Film Comment

FOUR ON LA FLOR

THE LONG VIEW

BY DENNIS LIM

ANY DISCUSSION OF MARIANO LLINÁS’S LA FLOR—A DECADE in the making and 868 minutes in the watching—inevitably begins with its monumentality. It is no longer uncommon, in a digital age that has introduced the concept of “binge viewing,” for any of us to consume vast amounts of narrative media in a single sitting, but duration in cinema remains its own particular kind of collective, reflexive act: among other things, the film becomes about the experience of watching it. Duration has a variety of uses, of course, and Llinás’s conception of the epic shares little with the immersive long-take techniques of a Lav Diaz or a Béla Tarr. Closer in spirit are the films of Jacques Rivette, where the narrative games on screen function as a spell cast on characters and viewers alike. Indeed Rivette’s description of the role of fiction in his own magnum opus, Out 1 (1971)as a force that “swallows everything up”—applies here.
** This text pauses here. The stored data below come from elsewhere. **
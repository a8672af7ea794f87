//! Opcode dispatch for services.
//!
//! A service registers one typed handler per opcode with a
//! [`DispatcherBuilder`] when it is constructed. The resulting
//! [`Dispatcher`] is immutable, so concurrent dispatches never contend on
//! the binding table. Any state a handler mutates is synchronized by the
//! handler's collaborators, not here.

use crate::error::{Result, ServiceError};
use crate::rpc::Rpc;
use crate::wire::{Opcode, ResponseCommon, RpcOp, WireHeader};
use bytes::BufMut;
use std::collections::HashMap;

/// A server-side component that answers the opcodes it has bound.
pub trait Service: Send + Sync {
    fn name(&self) -> &'static str;

    /// Runs the handler bound to `opcode`.
    ///
    /// Fails with [`ServiceError::UnimplementedRequest`] when the service
    /// has no handler for `opcode`.
    fn dispatch(&self, opcode: Opcode, rpc: &mut Rpc) -> Result<()>;
}

/// Typed handler for operation `W` on service `S`.
pub type Handler<S, W> = fn(
    &S,
    &<W as RpcOp>::Request,
    &mut <W as RpcOp>::Response,
    &mut Rpc,
) -> Result<()>;

type Binding<S> = Box<dyn Fn(&S, &mut Rpc) -> Result<()> + Send + Sync>;

pub struct Dispatcher<S> {
    bindings: HashMap<Opcode, Binding<S>>,
}

impl<S> Dispatcher<S> {
    pub fn builder() -> DispatcherBuilder<S> {
        DispatcherBuilder {
            bindings: HashMap::new(),
        }
    }

    pub fn dispatch(
        &self,
        service: &S,
        opcode: Opcode,
        rpc: &mut Rpc,
    ) -> Result<()> {
        match self.bindings.get(&opcode) {
            Some(binding) => binding(service, rpc),
            None => Err(ServiceError::UnimplementedRequest {
                opcode: opcode as u16,
            }),
        }
    }

    pub fn is_bound(&self, opcode: Opcode) -> bool {
        self.bindings.contains_key(&opcode)
    }

    pub fn len(&self) -> usize {
        self.bindings.len()
    }

    pub fn is_empty(&self) -> bool {
        self.bindings.is_empty()
    }
}

pub struct DispatcherBuilder<S> {
    bindings: HashMap<Opcode, Binding<S>>,
}

impl<S: 'static> DispatcherBuilder<S> {
    /// Binds `handler` to `W::OPCODE`. Each opcode may be bound once.
    pub fn bind<W: RpcOp + 'static>(
        mut self,
        handler: Handler<S, W>,
    ) -> Result<Self> {
        if self.bindings.contains_key(&W::OPCODE) {
            return Err(ServiceError::DuplicateBinding(W::OPCODE));
        }
        self.bindings.insert(
            W::OPCODE,
            Box::new(move |service: &S, rpc: &mut Rpc| {
                call_handler::<S, W>(service, rpc, handler)
            }),
        );
        Ok(self)
    }

    pub fn build(self) -> Dispatcher<S> {
        Dispatcher {
            bindings: self.bindings,
        }
    }
}

/// Decodes the request header, runs `handler` and fills in the response
/// header.
///
/// Room for the response header is reserved before the handler runs so
/// that anything the handler appends to the reply lands after it. If the
/// handler fails, the reply is cut back to where it started.
fn call_handler<S, W: RpcOp>(
    service: &S,
    rpc: &mut Rpc,
    handler: Handler<S, W>,
) -> Result<()> {
    let request = <W::Request as WireHeader>::decode(&rpc.request_payload)?;
    let mut response = W::Response::default();

    let header_size = <W::Response as WireHeader>::SIZE;
    let header_at = rpc.reply_payload.len();
    rpc.reply_payload.put_bytes(0, header_size);

    if let Err(e) = handler(service, &request, &mut response, rpc) {
        rpc.reply_payload.truncate(header_at);
        return Err(e);
    }

    let mut slot = &mut rpc.reply_payload[header_at..header_at + header_size];
    response.write(&mut slot);
    Ok(())
}

/// Serves one request on `service`.
///
/// Never fails: when dispatch fails, whatever the handler wrote is
/// discarded and the reply becomes a bare [`ResponseCommon`] carrying the
/// error's status.
pub fn handle_rpc(service: &dyn Service, rpc: &mut Rpc) {
    let result = rpc.opcode().and_then(|opcode| {
        tracing::debug!(service = service.name(), ?opcode, "Dispatching");
        service.dispatch(opcode, rpc)
    });

    if let Err(e) = result {
        tracing::warn!(
            service = service.name(),
            opcode = ?rpc.raw_opcode().ok(),
            error = %e,
            "Request failed"
        );
        rpc.reply_payload.clear();
        ResponseCommon { status: e.status() }.write(&mut rpc.reply_payload);
    }
}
The realist tendency that dominates the contemporary festival circuit often registers as a fear of stories, an inclination to minimize or suppress narrative machinations so as to avoid indulgence or implausibility. The recently fashionable phenomenon of hybridity, a staple of 21st-century cinema, largely revolves around an attraction to the real, whereby fiction draws on the restless energies of documentary. Relatively few are the filmmakers who have sought to reassert the possibilities and pleasures of drama. They include Miguel Gomes, who reimagined actual events in austerity-era Portugal as modern and period fables in Arabian Nights (2015), and Llinás’s fellow Argentine Matías Piñeiro, who uses fragments of Shakespearean scenarios as the catalytic spark for his own intricate enchantments. Llinás planted his own outsize stake in the soil of fiction with the four-hour-plus Extraordinary Stories (2008), a thicket of stories within stories that follow three main characters over 18 chapters and dozens of subplots involving scores of secondary figures, locations on two continents, multiple cross-pollinated genres, telenovela-ready cliffhangers, and a live lion. Its protagonists, given the task of making narrative sense of situations that lack obvious meaning, are effectively acting out an allegory on the uses and abuses of fiction.